The government enacted the Dietary Guidelines for the Japanese to enhance the balanced diet and promote nutritional education at the community level [
38]. This guideline was effective to translate the knowledge on the daily recommended diet to the general population. However, to tackle the diseases associated with low vegetable consumption, a combination of social, environmental and economic barriers must be addressed. For instance, it would be important to invest in policies which drive an increase in consumption first, including interventions to increase supply and access to vegetable. A report from Australia simulated that the high vegetable intake would reduce CVDs and some cancers would result in long-term benefits by saving government health expenditure of about one million dollars and translating it into producer return [
39]. As such, a comprehensive package and frames of policies are needed to encourage people to eat adequate quantities of vegetables. These include improvements in the food environment, food systems, and behaviours change communication across the life course.
Several limitations should be noted as in any forecasting study. First, our models may not have addressed enough to adjust possible risk predictors associated with the target disease. For example, the level of physical exercise and socio-economic status, which are well-known factors to influence the disease burden of NCDs, were unavailable. However, we put SDI into the models as a substitute for individual SES data.
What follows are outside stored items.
// ---------------------------------------------------------------------------
// Tests
// ---------------------------------------------------------------------------

#[cfg(test)]
mod tests {
    use std::cell::RefCell;
    use std::rc::Rc;

    use super::*;
    use crate::container::testing::FakePane;

    const MS_5: Duration = Duration::from_millis(5);
    const MS_20: Duration = Duration::from_millis(20);
    const MS_50: Duration = Duration::from_millis(50);
    const MS_100: Duration = Duration::from_millis(100);
    const MS_400: Duration = Duration::from_millis(400);

    fn pt(x: f64, y: f64) -> TouchPoint {
        TouchPoint::new(x, y)
    }

    fn recognizer(pane: &FakePane) -> GestureRecognizer<FakePane> {
        let mut gr = GestureRecognizer::new(SwipeConfig::default());
        gr.bind_container(pane.clone());
        gr
    }

    fn no_prevent() -> impl FnMut() {
        || {}
    }

    /// Start at `from`, one move to `to`, release at `to`.
    fn swipe(
        gr: &mut GestureRecognizer<FakePane>,
        t: Instant,
        from: TouchPoint,
        to: TouchPoint,
    ) -> Option<SwipeDirection> {
        gr.on_touch_start(from, t);
        gr.on_touch_move(to, t + MS_20, &mut no_prevent());
        gr.on_touch_end(Some(to), t + MS_50)
    }

    // --- Start ---

    #[test]
    fn start_at_edge_creates_session() {
        let pane = FakePane::at_top();
        let mut gr = recognizer(&pane);
        assert!(gr.on_touch_start(pt(10.0, 20.0), Instant::now()));

        let session = gr.session().expect("session");
        assert_eq!(session.edge_at_start, EdgeState::Top);
        assert_eq!(session.start, pt(10.0, 20.0));
        assert_eq!(session.current, session.start);
        assert_eq!(session.last_processed_at, None);
    }

    #[test]
    fn start_mid_scroll_is_rejected() {
        let pane = FakePane::mid_scroll();
        let mut gr = recognizer(&pane);
        assert!(!gr.on_touch_start(pt(10.0, 20.0), Instant::now()));
        assert!(!gr.is_tracking());
    }

    #[test]
    fn start_without_container_fails_closed() {
        let mut gr: GestureRecognizer<FakePane> = GestureRecognizer::new(SwipeConfig::default());
        let t = Instant::now();
        assert!(!gr.on_touch_start(pt(10.0, 20.0), t));
        assert_eq!(gr.on_touch_end(Some(pt(10.0, 200.0)), t + MS_50), None);
    }

    #[test]
    fn start_with_non_finite_point_is_rejected() {
        let pane = FakePane::at_top();
        let mut gr = recognizer(&pane);
        assert!(!gr.on_touch_start(pt(f64::NAN, 0.0), Instant::now()));
    }

    #[test]
    fn session_ids_increase() {
        let pane = FakePane::at_top();
        let mut gr = recognizer(&pane);
        let t = Instant::now();
        gr.on_touch_start(pt(0.0, 0.0), t);
        let first = gr.session().map(|s| s.session_id);
        gr.on_touch_cancel();
        gr.on_touch_start(pt(0.0, 0.0), t + MS_5);
        let second = gr.session().map(|s| s.session_id);
        assert!(second > first);
    }

    // --- End: edge gating ---

    #[test]
    fn pull_down_at_top_is_down() {
        let pane = FakePane::at_top();
        let mut gr = recognizer(&pane);
        let dir = swipe(&mut gr, Instant::now(), pt(100.0, 100.0), pt(100.0, 180.0));
        assert_eq!(dir, Some(SwipeDirection::Down));
        assert!(!gr.is_tracking());
    }

    #[test]
    fn push_up_at_top_is_rejected() {
        let pane = FakePane::at_top();
        let mut gr = recognizer(&pane);
        let dir = swipe(&mut gr, Instant::now(), pt(100.0, 180.0), pt(100.0, 100.0));
        assert_eq!(dir, None);
        assert!(!gr.is_tracking());
    }

    #[test]
    fn push_up_at_bottom_is_up() {
        let pane = FakePane::at_bottom();
        let mut gr = recognizer(&pane);
        let dir = swipe(&mut gr, Instant::now(), pt(100.0, 300.0), pt(100.0, 200.0));
        assert_eq!(dir, Some(SwipeDirection::Up));
    }

    #[test]
    fn pull_down_at_bottom_is_rejected() {
        let pane = FakePane::at_bottom();
        let mut gr = recognizer(&pane);
        let dir = swipe(&mut gr, Instant::now(), pt(100.0, 200.0), pt(100.0, 300.0));
        assert_eq!(dir, None);
    }

    #[test]
    fn horizontal_swipes_ignore_edge() {
        let pane = FakePane::at_bottom();
        let mut gr = recognizer(&pane);
        let t = Instant::now();
        assert_eq!(
            swipe(&mut gr, t, pt(200.0, 100.0), pt(100.0, 110.0)),
            Some(SwipeDirection::Left)
        );
        gr.reset();
        assert_eq!(
            swipe(&mut gr, t + Duration::from_secs(1), pt(100.0, 100.0), pt(200.0, 90.0)),
            Some(SwipeDirection::Right)
        );
    }

    #[test]
    fn edge_is_sampled_at_start_only() {
        let pane = FakePane::at_top();
        let mut gr = recognizer(&pane);
        let t = Instant::now();
        gr.on_touch_start(pt(100.0, 100.0), t);
        // Pane scrolls away under the finger; the start edge still governs.
        pane.set_offset(700.0);
        assert_eq!(
            gr.on_touch_end(Some(pt(100.0, 200.0)), t + MS_50),
            Some(SwipeDirection::Down)
        );
    }

    // --- End: threshold and axes ---

    #[test]
    fn threshold_is_exclusive() {
        let pane = FakePane::at_top();
        let mut gr = recognizer(&pane);
        let t = Instant::now();
        assert_eq!(swipe(&mut gr, t, pt(0.0, 0.0), pt(0.0, 50.0)), None);
        assert_eq!(
            swipe(&mut gr, t + Duration::from_secs(1), pt(0.0, 0.0), pt(0.0, 50.5)),
            Some(SwipeDirection::Down)
        );
    }

    #[test]
    fn disabled_axis_never_swipes() {
        let pane = FakePane::at_top();
        let mut gr = GestureRecognizer::new(SwipeConfig {
            enable_horizontal: false,
            ..SwipeConfig::default()
        });
        gr.bind_container(pane.clone());
        let t = Instant::now();
        assert_eq!(swipe(&mut gr, t, pt(300.0, 0.0), pt(100.0, 0.0)), None);
        assert_eq!(
            swipe(&mut gr, t + Duration::from_secs(1), pt(0.0, 0.0), pt(0.0, 90.0)),
            Some(SwipeDirection::Down)
        );
    }

    #[test]
    fn end_uses_release_point() {
        let pane = FakePane::at_top();
        let mut gr = recognizer(&pane);
        let t = Instant::now();
        gr.on_touch_start(pt(0.0, 0.0), t);
        // Only a small move was processed; the release point carries the swipe.
        gr.on_touch_move(pt(0.0, 10.0), t + MS_5, &mut no_prevent());
        assert_eq!(
            gr.on_touch_end(Some(pt(0.0, 120.0)), t + MS_20),
            Some(SwipeDirection::Down)
        );
    }

    #[test]
    fn end_without_point_uses_last_move() {
        let pane = FakePane::at_top();
        let mut gr = recognizer(&pane);
        let t = Instant::now();
        gr.on_touch_start(pt(0.0, 0.0), t);
        gr.on_touch_move(pt(0.0, 90.0), t + MS_5, &mut no_prevent());
        assert_eq!(gr.on_touch_end(None, t + MS_20), Some(SwipeDirection::Down));
    }

    #[test]
    fn second_end_is_noop() {
        let pane = FakePane::at_top();
        let mut gr = recognizer(&pane);
        let t = Instant::now();
        swipe(&mut gr, t, pt(0.0, 0.0), pt(0.0, 90.0));
        assert_eq!(gr.on_touch_end(Some(pt(0.0, 300.0)), t + MS_100), None);
    }

    #[test]
    fn cancel_clears_without_swipe() {
        let pane = FakePane::at_top();
        let mut gr = recognizer(&pane);
        let t = Instant::now();
        gr.on_touch_start(pt(0.0, 0.0), t);
        gr.on_touch_move(pt(0.0, 90.0), t + MS_5, &mut no_prevent());
        gr.on_touch_cancel();
        assert_eq!(gr.on_touch_end(None, t + MS_20), None);
    }

    // --- Moves ---

    #[test]
    fn moves_without_session_are_ignored() {
        let pane = FakePane::mid_scroll();
        let mut gr = recognizer(&pane);
        let t = Instant::now();
        gr.on_touch_start(pt(0.0, 0.0), t);
        let mut prevented = false;
        assert!(!gr.on_touch_move(pt(0.0, 300.0), t + MS_20, &mut || prevented = true));
        assert!(!prevented);
    }

    #[test]
    fn moves_are_throttled() {
        let pane = FakePane::at_top();
        let mut gr = recognizer(&pane);
        let t = Instant::now();
        gr.on_touch_start(pt(0.0, 0.0), t);

        let processed = (0..100u64)
            .filter(|i| {
                gr.on_touch_move(
                    pt(0.0, *i as f64),
                    t + Duration::from_micros(i * 150),
                    &mut no_prevent(),
                )
            })
            .count();
        assert_eq!(processed, 1);
        assert_eq!(gr.session().map(|s| s.current), Some(pt(0.0, 0.0)));
    }

    #[test]
    fn move_past_threshold_in_valid_direction_prevents_scroll() {
        let pane = FakePane::at_top();
        let mut gr = recognizer(&pane);
        let t = Instant::now();
        gr.on_touch_start(pt(0.0, 0.0), t);

        let mut prevented = 0;
        gr.on_touch_move(pt(0.0, 30.0), t + MS_20, &mut || prevented += 1);
        assert_eq!(prevented, 0, "below threshold");
        gr.on_touch_move(pt(0.0, 80.0), t + MS_50, &mut || prevented += 1);
        assert_eq!(prevented, 1);
    }

    #[test]
    fn suppression_ignores_start_edge() {
        let pane = FakePane::at_top();
        let mut gr = recognizer(&pane);
        let t = Instant::now();
        gr.on_touch_start(pt(0.0, 200.0), t);
        let mut prevented = false;
        // Up at the top cannot navigate, but it is over threshold on an enabled axis.
        gr.on_touch_move(pt(0.0, 120.0), t + MS_20, &mut || prevented = true);
        assert!(prevented);
        assert_eq!(gr.on_touch_end(Some(pt(0.0, 120.0)), t + MS_50), None);
    }

    #[test]
    fn suppression_needs_enabled_axis() {
        let pane = FakePane::at_top();
        let mut gr = GestureRecognizer::new(SwipeConfig {
            enable_horizontal: false,
            ..SwipeConfig::default()
        });
        gr.bind_container(pane.clone());
        let t = Instant::now();
        gr.on_touch_start(pt(200.0, 200.0), t);
        let mut prevented = false;
        gr.on_touch_move(pt(100.0, 210.0), t + MS_20, &mut || prevented = true);
        assert!(!prevented);
    }

    #[test]
    fn nan_threshold_never_navigates_or_suppresses() {
        let pane = FakePane::at_top();
        let mut gr = GestureRecognizer::new(SwipeConfig {
            threshold: f64::NAN,
            ..SwipeConfig::default()
        });
        gr.bind_container(pane.clone());
        let t = Instant::now();
        gr.on_touch_start(pt(0.0, 100.0), t);
        let mut prevented = false;
        gr.on_touch_move(pt(0.0, 300.0), t + MS_20, &mut || prevented = true);
        assert!(!prevented);
        assert_eq!(gr.on_touch_end(Some(pt(0.0, 400.0)), t + MS_50), None);
        assert!(!gr.is_navigating(t + MS_50));
    }

    #[test]
    fn prevent_scroll_can_be_disabled() {
        let pane = FakePane::at_top();
        let mut gr = GestureRecognizer::new(SwipeConfig {
            prevent_scroll: false,
            ..SwipeConfig::default()
        });
        gr.bind_container(pane.clone());
        let t = Instant::now();
        gr.on_touch_start(pt(0.0, 0.0), t);
        let mut prevented = false;
        assert!(gr.on_touch_move(pt(0.0, 200.0), t + MS_20, &mut || prevented = true));
        assert!(!prevented);
    }

    #[test]
    fn moves_never_navigate() {
        let pane = FakePane::at_top();
        let mut gr = recognizer(&pane);
        let calls = Rc::new(RefCell::new(0));
        let counter = Rc::clone(&calls);
        gr.set_on_navigate(move |_| *counter.borrow_mut() += 1);

        let t = Instant::now();
        gr.on_touch_start(pt(0.0, 0.0), t);
        for i in 1..10u64 {
            gr.on_touch_move(pt(0.0, (i * 40) as f64), t + MS_20 * i as u32, &mut no_prevent());
        }
        assert_eq!(*calls.borrow(), 0);
        gr.on_touch_end(None, t + Duration::from_secs(1));
        assert_eq!(*calls.borrow(), 1);
    }

    // --- Lock and settle ---

    #[test]
    fn callback_receives_direction() {
        let pane = FakePane::at_bottom();
        let mut gr = recognizer(&pane);
        let seen = Rc::new(RefCell::new(Vec::new()));
        let sink = Rc::clone(&seen);
        gr.set_on_navigate(move |d| sink.borrow_mut().push(d));

        swipe(&mut gr, Instant::now(), pt(0.0, 300.0), pt(0.0, 100.0));
        assert_eq!(*seen.borrow(), vec![SwipeDirection::Up]);
    }

    #[test]
    fn lock_drops_rapid_second_swipe() {
        let pane = FakePane::at_top();
        let mut gr = recognizer(&pane);
        let t = Instant::now();
        assert!(swipe(&mut gr, t, pt(0.0, 0.0), pt(0.0, 90.0)).is_some());
        assert!(gr.is_navigating(t + MS_100));
        assert_eq!(swipe(&mut gr, t + MS_100, pt(0.0, 0.0), pt(0.0, 90.0)), None);
        assert!(!gr.is_navigating(t + MS_400));
        assert!(swipe(&mut gr, t + MS_400, pt(0.0, 0.0), pt(0.0, 90.0)).is_some());
    }

    #[test]
    fn settle_scroll_fires_after_delay() {
        let pane = FakePane::at_top();
        let mut gr = recognizer(&pane);
        let t = Instant::now();
        swipe(&mut gr, t, pt(0.0, 0.0), pt(0.0, 90.0));
        let end = t + MS_50;
        assert_eq!(gr.next_deadline(), Some(end + MS_100));

        assert!(!gr.tick(end + MS_50));
        assert!(pane.scrolls().is_empty());
        assert!(gr.tick(end + MS_100));
        assert_eq!(pane.scrolls(), vec![(0.0, ScrollBehavior::Instant)]);
        // Fires once.
        assert!(!gr.tick(end + MS_400));
        assert_eq!(pane.scrolls().len(), 1);
        assert_eq!(gr.next_deadline(), None);
    }

    #[test]
    fn rejected_swipe_schedules_nothing() {
        let pane = FakePane::at_top();
        let mut gr = recognizer(&pane);
        swipe(&mut gr, Instant::now(), pt(0.0, 90.0), pt(0.0, 0.0));
        assert_eq!(gr.next_deadline(), None);
    }

    // --- Dispatch ---

    #[test]
    fn process_reads_first_contact() {
        let pane = FakePane::at_top();
        let mut gr = recognizer(&pane);
        let t = Instant::now();
        let start = TouchInput {
            phase: TouchPhase::Start,
            touches: vec![pt(0.0, 0.0), pt(500.0, 500.0)],
        };
        gr.process(&start, t, &mut no_prevent());
        assert_eq!(gr.session().map(|s| s.start), Some(pt(0.0, 0.0)));

        let end = TouchInput::single(TouchPhase::End, 0.0, 75.0);
        assert_eq!(gr.process(&end, t + MS_50, &mut no_prevent()), Some(SwipeDirection::Down));
    }

    #[test]
    fn process_start_without_contacts_clears_session() {
        let pane = FakePane::at_top();
        let mut gr = recognizer(&pane);
        let t = Instant::now();
        gr.on_touch_start(pt(0.0, 0.0), t);
        let empty = TouchInput {
            phase: TouchPhase::Start,
            touches: vec![],
        };
        gr.process(&empty, t + MS_5, &mut no_prevent());
        assert!(!gr.is_tracking());
    }

    #[test]
    fn unbind_drops_session() {
        let pane = FakePane::at_top();
        let mut gr = recognizer(&pane);
        gr.on_touch_start(pt(0.0, 0.0), Instant::now());
        assert!(gr.unbind_container().is_some());
        assert!(!gr.is_tracking());
        assert!(gr.container().is_none());
    }

    #[test]
    fn set_config_applies_new_threshold() {
        let pane = FakePane::at_top();
        let mut gr = recognizer(&pane);
        gr.set_config(SwipeConfig {
            threshold: 150.0,
            ..SwipeConfig::default()
        });
        assert_eq!(gr.config().threshold, 150.0);
        assert_eq!(swipe(&mut gr, Instant::now(), pt(0.0, 0.0), pt(0.0, 120.0)), None);
    }
}
use std::path::PathBuf;

use edgeswipe_core::config::SwipeConfigError;
use thiserror::Error;

pub type Result<T> = std::result::Result<T, DemoError>;

#[derive(Debug, Error)]
pub enum DemoError {
    #[error("I/O error: {0}")]
    Io(#[from] std::io::Error),

    #[error("JSON error: {0}")]
    Json(#[from] serde_json::Error),

    #[error("config error: {0}")]
    Config(#[from] SwipeConfigError),

    #[error("config serialization failed: {0}")]
    ConfigSerialize(#[from] toml::ser::Error),

    #[error("script not found: {path}")]
    MissingScript { path: PathBuf },

    #[error("script step {step}: {message}")]
    Script { step: usize, message: String },

    #[error("invalid argument: {message}")]
    InvalidArgument { message: String },
}

impl DemoError {
    #[must_use]
    pub fn exit_code(&self) -> i32 {
        match self {
            Self::InvalidArgument { .. } => 2,
            Self::Config(_) | Self::MissingScript { .. } | Self::Script { .. } => 3,
            _ => 1,
        }
    }

    #[must_use]
    pub fn invalid(message: impl Into<String>) -> Self {
        Self::InvalidArgument {
            message: message.into(),
        }
    }

    #[must_use]
    pub fn script(step: usize, message: impl Into<String>) -> Self {
        Self::Script {
            step,
            message: message.into(),
        }
    }
}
Second, although a change in vegetable intake and health outcomes may be explained in part by health performance, social determinants and environmental factors, including the price change of vegetables [
33], were not assessed. Other dietary factors, which may also have influenced the change in vegetable consumption [
40], were not included in the models to avoid over-adjustment. Third, while DALYs is an excellent measure to capture disease burden at the population level and a piece of key information for policymaking, DALYs itself cannot indicate what kind of and how much investment are needed to improve health outcomes [
41]. Lastly, because the dietary data from the NHNS was based on a weighted single-day dietary record, our analysis may not have captured the real trend of long-term nor seasonal changes in dietary patterns. Despite some limitations, our study uses the best available data that represents the Japanese population’s dietary pattern over time. Simple models like ours have advantages in allowing for a prompt exploration of dietary risk factors and relevant disease burden forecasts.